The Republic of Iraq (الجمهورية العراقية – Al-Jumhūrīyya Al-‘Irāqīyya) borders with Turkey in the north, Syria and Jordan in the west, Saudi Arabia and Kuwait in the south, and Iran in the east. Iraq has a population of over 31 million, the vast majority of whom are Arabs (97% Muslim, 65% Shiite and 35% Sunni). In northeastern Iraq there is an autonomous Kurdish entity known as Iraqi Kurdistan. There are no relations between the State of Israel and Iraq, and Iraq refuses to recognize Israel.

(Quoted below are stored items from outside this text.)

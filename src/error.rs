//! Configuration error types

use core::fmt;

/// Rejected configuration values.
///
/// Returned by the configuration mutators on
/// [`FusionService`](crate::FusionService). A rejected value never replaces
/// the active configuration.
#[derive(Debug, Clone, Copy, PartialEq)]
pub enum ConfigError {
    /// Coordinate system id outside `0..=2`
    UnknownCoordinateSystem(u8),
    /// Low-pass filter alpha was NaN
    NonFiniteAlpha,
}

impl fmt::Display for ConfigError {
    fn fmt(&self, f: &mut fmt::Formatter<'_>) -> fmt::Result {
        match self {
            ConfigError::UnknownCoordinateSystem(id) => {
                write!(f, "unknown coordinate system id {id}")
            }
            ConfigError::NonFiniteAlpha => write!(f, "low-pass filter alpha is not a number"),
        }
    }
}

impl core::error::Error for ConfigError {}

After the Iraq war, the country was run by a coalition of countries that had invaded Iraq, headed by the United States. In 2005, civilian control was transferred to the interim Iraqi government that was appointed after a general election for a temporary parliament, which was held for the first time in the history of Iraq. In 2006, a permanent Shiite government was formed, and thus a change of government took place in Iraq, which had been in the hands of the Sunnis up to that time. In December 2011, the last American soldiers stationed in Iraq left the country.

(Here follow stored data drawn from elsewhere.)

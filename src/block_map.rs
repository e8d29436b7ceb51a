//! Persisted block-map cache.
//!
//! Discovery and per-block attribute queries dominate startup time on a
//! large DSP configuration. The block map file captures the discovered
//! topology keyed by device identity, so the next session can skip both —
//! but only when nothing that defines that identity has moved: hostname,
//! the sorted alias set, and the library version must all match exactly.
//! Any mismatch discards the cache wholesale and discovery runs again.

use std::collections::BTreeMap;
use std::path::{Path, PathBuf};

use serde::{Deserialize, Serialize};
use thiserror::Error;
use tracing::info;

use crate::block::InitHelper;

/// Required extension for block map files.
const BLOCK_MAP_EXTENSION: &str = "bmap";

// ---------------------------------------------------------------------------
// File format
// ---------------------------------------------------------------------------

/// One block in the map: its discovered type plus the versioned attribute
/// helper exported by the block in a prior session (absent right after
/// discovery).
#[derive(Debug, Clone, PartialEq, Serialize, Deserialize)]
pub struct BlockEntry {
    #[serde(rename = "type")]
    pub block_type: String,
    pub attributes: Option<InitHelper>,
}

#[derive(Debug, Serialize, Deserialize)]
struct BlockMapFile {
    hostname: String,
    aliases: Vec<String>,
    blocks: BTreeMap<String, BlockEntry>,
    library_version: String,
}

// ---------------------------------------------------------------------------
// Errors
// ---------------------------------------------------------------------------

#[derive(Debug, Error)]
pub enum BlockMapError {
    #[error("block map IO: {0}")]
    Io(#[from] std::io::Error),
    #[error("block map JSON: {0}")]
    Json(#[from] serde_json::Error),
    #[error("hostname mismatch (cache '{cached}', device '{live}')")]
    HostnameMismatch { cached: String, live: String },
    #[error("alias set mismatch")]
    AliasesMismatch,
    #[error("library version mismatch (cache '{cached}', running '{running}')")]
    VersionMismatch { cached: String, running: String },
    #[error("no active block map to save")]
    NoActiveMap,
    #[error("output path must not be empty")]
    EmptyPath,
}

// ---------------------------------------------------------------------------
// Load / save
// ---------------------------------------------------------------------------

/// Load a block map file and validate it against the live device identity.
pub(crate) fn load_block_map(
    path: &Path,
    hostname: &str,
    aliases: &[String],
    library_version: &str,
) -> Result<BTreeMap<String, BlockEntry>, BlockMapError> {
    let text = std::fs::read_to_string(path)?;
    let file: BlockMapFile = serde_json::from_str(&text)?;

    if file.hostname != hostname {
        return Err(BlockMapError::HostnameMismatch {
            cached: file.hostname,
            live: hostname.to_owned(),
        });
    }
    if file.aliases != sorted(aliases) {
        return Err(BlockMapError::AliasesMismatch);
    }
    if file.library_version != library_version {
        return Err(BlockMapError::VersionMismatch {
            cached: file.library_version,
            running: library_version.to_owned(),
        });
    }

    info!(path = %path.display(), blocks = file.blocks.len(), "block map loaded");
    Ok(file.blocks)
}

/// Persist the current block map. The output name always ends in `.bmap`
/// (appended when missing); the final path is returned.
pub(crate) fn save_block_map(
    path: &Path,
    hostname: &str,
    aliases: &[String],
    blocks: &BTreeMap<String, BlockEntry>,
    library_version: &str,
) -> Result<PathBuf, BlockMapError> {
    if path.as_os_str().is_empty() {
        return Err(BlockMapError::EmptyPath);
    }
    if blocks.is_empty() {
        return Err(BlockMapError::NoActiveMap);
    }

    let path = if path.extension().and_then(|e| e.to_str()) == Some(BLOCK_MAP_EXTENSION) {
        path.to_path_buf()
    } else {
        let mut name = path.as_os_str().to_owned();
        name.push(".");
        name.push(BLOCK_MAP_EXTENSION);
        PathBuf::from(name)
    };

    let file = BlockMapFile {
        hostname: hostname.to_owned(),
        aliases: sorted(aliases),
        blocks: blocks.clone(),
        library_version: library_version.to_owned(),
    };
    std::fs::write(&path, serde_json::to_string_pretty(&file)?)?;
    info!(path = %path.display(), "block map saved");
    Ok(path)
}

fn sorted(aliases: &[String]) -> Vec<String> {
    let mut out = aliases.to_vec();
    out.sort();
    out
}

// ---------------------------------------------------------------------------
// Unit tests
// ---------------------------------------------------------------------------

After the fall of Saddam Hussein, a branch of Al-Qaeda was established in Iraq, headed by Abu Mus’ab al-Zarqawi. This branch later evolved into ISIS. This branch, which enjoyed widespread support among the Sunni population in Iraq, carried out terrorist attacks directed against Shiite civilians and against the Iraqi regime. In 2014, in the city of Mosul, ISIS declared the establishment of an Islamic Caliphate and took control of vast areas in western and northwestern Iraq, with the intention of taking control of the Iraqi capital Baghdad as well. In the years that followed, through efforts by the Iraqi security forces and local militias supported by the United States, these areas were liberated and ISIS slowly began to lose its power.